Alles fing in der Nachbarstadt Herne an. „In einer Zeit großer Unruhe“, wie der Chef in einem Buch zum Jubiläum schreibt. Zusammen mit Stefan Prott vom RDN-Verlag aus Recklinghausen spannt Rolf Schettler darin einen Bogen bis zur Gegenwart: Deutsche Geschichte und eigene Firmengeschichte sind eng miteinander verknüpft.

Ein historisches schwarz-weiß Porträtfoto von Firmengründer Friedrich Leickel.
Mit ihm nahm 1924 die Erfolgsgeschichte von Schettler ihren Anfang: Friedrich Leickel gründete vor genau 100 Jahren den gleichnamigen Heizungsbau-Betrieb in Wanne-Eickel.
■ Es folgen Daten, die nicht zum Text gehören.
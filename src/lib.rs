//! # Bean Import
//!
//! Reconcile bank statements against a plain-text double-entry ledger and
//! build balanced entries for the transactions the ledger does not have yet.
//!
//! ## Features
//!
//! - **Pending detection**: bank records whose id is not yet attached to a posting of the target account
//! - **Reconciliation**: deterministic ranking of same-amount postings and in-place marking with `rec: "<id>"`
//! - **Entry building**: interactive posting loop that always balances against the bank amount, in exact decimals
//! - **Editing**: a small command-driven editor for date, flag, payee, narration, tags, links and postings
//! - **Safe writes**: span replacement checked against a digest and committed through a temporary file
//! - **Payee aliases**: bank payee names mapped to ledger names, kept in a JSON file
//!
//! ## Quick Start
//!
//! ```rust
//! use bean_import::{PostingBuilder, TransactionRecord};
//! use bigdecimal::BigDecimal;
//! use chrono::NaiveDate;
//! use std::str::FromStr;
//!
//! let record = TransactionRecord::new(
//!     "1001".to_string(),
//!     NaiveDate::from_ymd_opt(2024, 3, 5).unwrap(),
//!     "ACME".to_string(),
//!     BigDecimal::from_str("-42.50").unwrap(),
//! );
//! let mut builder = PostingBuilder::new(&record, "Assets:Checking", "USD");
//! builder
//!     .add_posting("Expenses:Shopping", BigDecimal::from_str("42.50").unwrap(), "USD")
//!     .unwrap();
//! let postings = builder.finish().unwrap();
//! assert_eq!(postings[1].meta.rec.as_deref(), Some("1001"));
//! ```

pub mod editor;
pub mod importer;
pub mod ingest;
pub mod ledger;
pub mod persistence;
pub mod reconciliation;
pub mod traits;
pub mod types;
pub mod utils;

// Re-export commonly used types
pub use editor::*;
pub use importer::*;
pub use ingest::*;
pub use ledger::*;
pub use persistence::*;
pub use reconciliation::*;
pub use traits::*;
pub use types::*;
pub use utils::*;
Sein Enkel und einer seiner Ur-Enkel setzen mittlerweile längst andere Schwerpunkte in der Baubranche. © Schettler Holding

Mitten in den Nachkriegswirren, geprägt durch die Besetzung des Ruhrgebiets und eine Hyperinflation, „hat mein Großvater den Schritt in die Selbstständigkeit gewagt“, sagt Rolf Schettler über diese „totale Krise“. Vor genau hundert Jahren legte Friedrich Leickel mit seinem Heizungsbaubetrieb in Wanne-Eickel los. „Heizungsbau, überhaupt die Bauhandwerke, sind ja nicht weit weg von der Immobilienwirtschaft. Insofern war es kein großer Schritt, dass später eigene Immobilien hinzukamen.“

50 Jahre bei Schettler gearbeitet

Der Start erfolgte 1924, mit nur einem Gesellen und einem Lehrling an Bord. „Das war ein roter Faden für uns. Wir sind immer Ausbildungsbetrieb gewesen – und werden es auch bleiben. Denn gute Leute zu finden, wird zunehmend schwieriger“, meint Rolf Schettler. Wer einmal den Weg in sein Unternehmen gefunden hat, der bleibt. Manche ein Leben lang: „Eine Mitarbeiterin feierte im letzten Jahr ihr 50-jähriges Dienstjubiläum. Das ist außergewöhnlich!“, sagt der Chef stolz.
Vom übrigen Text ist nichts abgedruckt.